▸ PROBLEM DETAILS
Each line in the entries that has the word "self" has to be copied.

□ □ □ □

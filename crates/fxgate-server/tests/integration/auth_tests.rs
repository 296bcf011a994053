use axum::body::Body;
use axum::http::{Request, StatusCode, header};
use chrono::TimeDelta;

use fxgate_core::TokenIssuer;

use crate::integration::common::{
    TEST_SECRET, authed_get, body_json, form_post, setup_test_app,
};

#[tokio::test]
async fn health_returns_200() {
    let app = setup_test_app().await;

    let response = app
        .send(Request::get("/health").body(Body::empty()).unwrap())
        .await;

    assert_eq!(response.status(), StatusCode::OK);
    assert_eq!(body_json(response).await["status"], "healthy");
}

#[tokio::test]
async fn openapi_document_is_served() {
    let app = setup_test_app().await;

    let response = app
        .send(
            Request::get("/api-docs/openapi.json")
                .body(Body::empty())
                .unwrap(),
        )
        .await;

    assert_eq!(response.status(), StatusCode::OK);
    let doc = body_json(response).await;
    assert!(doc["paths"]["/v1/convert"].is_object());
    assert!(doc["components"]["securitySchemes"]["bearer"].is_object());
}

#[tokio::test]
async fn create_account_returns_enabled_record() {
    let app = setup_test_app().await;

    let response = app.create_account("alice", "secret").await;

    assert_eq!(response.status(), StatusCode::OK);
    let json = body_json(response).await;
    assert_eq!(json["username"], "alice");
    assert_eq!(json["disabled"], false);
    assert!(json.get("password_hash").is_none());

    let stored = app.store.get("alice").await.unwrap();
    assert_ne!(stored.password_hash, "secret");
}

#[tokio::test]
async fn gettoken_issues_bearer_token() {
    let app = setup_test_app().await;
    app.create_account("alice", "secret").await;

    let response = app.send(form_post("/gettoken", "alice", "secret")).await;

    assert_eq!(response.status(), StatusCode::OK);
    let json = body_json(response).await;
    assert_eq!(json["token_type"], "bearer");
    let token = json["access_token"].as_str().unwrap();
    let issuer = TokenIssuer::new(TEST_SECRET, "HS256").unwrap();
    assert_eq!(issuer.verify(token).unwrap(), "alice");
}

#[tokio::test]
async fn wrong_password_returns_401() {
    let app = setup_test_app().await;
    app.create_account("alice", "secret").await;

    let response = app.send(form_post("/gettoken", "alice", "wrong")).await;

    assert_eq!(response.status(), StatusCode::UNAUTHORIZED);
    assert_eq!(response.headers()[header::WWW_AUTHENTICATE], "Bearer");
    let json = body_json(response).await;
    assert_eq!(json["message"], "Incorrect username or password");
}

#[tokio::test]
async fn unknown_user_returns_401() {
    let app = setup_test_app().await;

    let response = app.send(form_post("/gettoken", "nobody", "secret")).await;

    assert_eq!(response.status(), StatusCode::UNAUTHORIZED);
    assert_eq!(
        body_json(response).await["message"],
        "Incorrect username or password"
    );
}

#[tokio::test]
async fn duplicate_account_overwrites_password() {
    let app = setup_test_app().await;
    app.create_account("alice", "first").await;
    app.create_account("alice", "second").await;

    let old = app.send(form_post("/gettoken", "alice", "first")).await;
    let new = app.send(form_post("/gettoken", "alice", "second")).await;

    assert_eq!(old.status(), StatusCode::UNAUTHORIZED);
    assert_eq!(new.status(), StatusCode::OK);
    assert_eq!(app.store.len().await, 1);
}

#[tokio::test]
async fn missing_form_field_is_rejected() {
    let app = setup_test_app().await;

    let response = app
        .send(
            Request::post("/createaccount")
                .header(header::CONTENT_TYPE, "application/x-www-form-urlencoded")
                .body(Body::from("username=alice"))
                .unwrap(),
        )
        .await;

    assert!(response.status().is_client_error());
    assert!(app.store.is_empty().await);
}

#[tokio::test]
async fn missing_bearer_returns_401() {
    let app = setup_test_app().await;

    let response = app
        .send(Request::get("/v1/currency/all").body(Body::empty()).unwrap())
        .await;

    assert_eq!(response.status(), StatusCode::UNAUTHORIZED);
    assert_eq!(response.headers()[header::WWW_AUTHENTICATE], "Bearer");
    assert_eq!(
        body_json(response).await["message"],
        "Could not validate credentials"
    );
}

#[tokio::test]
async fn convert_without_bearer_returns_401() {
    let app = setup_test_app().await;

    let response = app
        .send(
            Request::get("/v1/convert?base_currency=USD&target_currency=EUR&amount=1")
                .body(Body::empty())
                .unwrap(),
        )
        .await;

    assert_eq!(response.status(), StatusCode::UNAUTHORIZED);
    assert_eq!(response.headers()[header::WWW_AUTHENTICATE], "Bearer");
    assert_eq!(
        body_json(response).await["message"],
        "Could not validate credentials"
    );
}

#[tokio::test]
async fn basic_scheme_returns_401() {
    let app = setup_test_app().await;

    let response = app
        .send(
            Request::get("/v1/currency/all")
                .header(header::AUTHORIZATION, "Basic YWxpY2U6c2VjcmV0")
                .body(Body::empty())
                .unwrap(),
        )
        .await;

    assert_eq!(response.status(), StatusCode::UNAUTHORIZED);
}

#[tokio::test]
async fn garbage_token_returns_401() {
    let app = setup_test_app().await;

    let response = app.send(authed_get("/v1/currency/all", "not-a-jwt")).await;

    assert_eq!(response.status(), StatusCode::UNAUTHORIZED);
}

#[tokio::test]
async fn token_signed_with_other_secret_returns_401() {
    let app = setup_test_app().await;
    app.create_account("alice", "secret").await;
    let forged = TokenIssuer::new("some-other-secret", "HS256")
        .unwrap()
        .issue("alice", None)
        .unwrap();

    let response = app.send(authed_get("/v1/currency/all", &forged)).await;

    assert_eq!(response.status(), StatusCode::UNAUTHORIZED);
}

#[tokio::test]
async fn expired_token_returns_401() {
    let app = setup_test_app().await;
    app.create_account("alice", "secret").await;
    let expired = TokenIssuer::new(TEST_SECRET, "HS256")
        .unwrap()
        .issue("alice", Some(TimeDelta::minutes(-5)))
        .unwrap();

    let response = app.send(authed_get("/v1/currency/all", &expired)).await;

    assert_eq!(response.status(), StatusCode::UNAUTHORIZED);
}

#[tokio::test]
async fn token_for_unknown_subject_returns_401() {
    let app = setup_test_app().await;
    let token = TokenIssuer::new(TEST_SECRET, "HS256")
        .unwrap()
        .issue("ghost", None)
        .unwrap();

    let response = app.send(authed_get("/v1/currency/all", &token)).await;

    assert_eq!(response.status(), StatusCode::UNAUTHORIZED);
}

#[tokio::test]
async fn disabled_account_returns_400() {
    let app = setup_test_app().await;
    let token = app.login_as("bob", "secret").await;

    let mut record = app.store.get("bob").await.unwrap();
    record.disabled = true;
    app.store.put("bob", record).await;

    let response = app.send(authed_get("/v1/currency/all", &token)).await;

    assert_eq!(response.status(), StatusCode::BAD_REQUEST);
    let json = body_json(response).await;
    assert_eq!(json["error"], "inactive_user");
    assert_eq!(json["message"], "Inactive user");
}

#[tokio::test]
async fn lowercase_bearer_scheme_is_accepted() {
    let app = setup_test_app().await;
    let token = app.login_as("alice", "secret").await;

    let response = app
        .send(
            Request::get("/v1/convert?base_currency=USD&target_currency=EUR&amount=1&date=bad")
                .header(header::AUTHORIZATION, format!("bearer {token}"))
                .body(Body::empty())
                .unwrap(),
        )
        .await;

    // Past the auth layer: the handler rejects the date.
    assert_eq!(response.status(), StatusCode::BAD_REQUEST);
    assert_eq!(body_json(response).await["error"], "validation_error");
}
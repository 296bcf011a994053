pub mod fastforex;

pub use fastforex::FastForexClient;
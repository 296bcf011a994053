use std::path::PathBuf;

use chrono::TimeDelta;
use clap::Parser;
use fxgate_core::AppError;

/// Server configuration, read from flags or the environment (`.env` honored).
#[derive(Clone, Parser)]
#[command(name = "fxgate", version, about = "Authenticated currency-rate gateway")]
pub struct ServerConfig {
    /// Shared secret used to sign access tokens
    #[arg(long, env = "SECRET_KEY", hide_env_values = true)]
    pub secret_key: String,

    /// Token signing algorithm (HS256, HS384 or HS512)
    #[arg(long, env = "ALGORITHM")]
    pub algorithm: String,

    /// Access token lifetime in minutes
    #[arg(long = "token-ttl-minutes", env = "ACCESS_TOKEN_EXPIRE_MINUTES")]
    pub access_token_expire_minutes: i64,

    /// FastForex API key
    #[arg(long, env = "FAST_FOREX_API_KEY", hide_env_values = true)]
    pub fast_forex_api_key: String,

    /// FastForex API base URL
    #[arg(
        long,
        env = "FAST_FOREX_BASE_URL",
        default_value = "https://api.fastforex.io"
    )]
    pub fast_forex_base_url: String,

    /// Interface to bind
    #[arg(long, env = "FXGATE_HOST", default_value = "0.0.0.0")]
    pub host: String,

    /// Port to listen on
    #[arg(short, long, env = "FXGATE_PORT", default_value_t = 8000)]
    pub port: u16,

    /// File that receives one block per unhandled request failure
    #[arg(long, env = "FXGATE_ERROR_LOG", default_value = "log.txt")]
    pub error_log: PathBuf,

    /// bcrypt work factor for stored passwords
    #[arg(long, env = "FXGATE_BCRYPT_COST", default_value_t = 12)]
    pub bcrypt_cost: u32,
}

impl ServerConfig {
    /// Token lifetime as a duration; must be positive.
    pub fn token_ttl(&self) -> Result<TimeDelta, AppError> {
        let minutes = self.access_token_expire_minutes;
        if minutes <= 0 {
            return Err(AppError::ConfigError(format!(
                "ACCESS_TOKEN_EXPIRE_MINUTES must be at least 1, got {minutes}"
            )));
        }
        TimeDelta::try_minutes(minutes).ok_or_else(|| {
            AppError::ConfigError(format!(
                "ACCESS_TOKEN_EXPIRE_MINUTES '{minutes}' is out of range"
            ))
        })
    }

    pub fn addr(&self) -> String {
        format!("{}:{}", self.host, self.port)
    }
}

□ □ □ □

▸ SOLVED EXERCISE
    pub fn token_ttl(&self) -> Result<TimeDelta, AppError> {
        let minutes = self.access_token_expire_minutes;
    pub fn addr(&self) -> String {
        format!("{}:{}", self.host, self.port)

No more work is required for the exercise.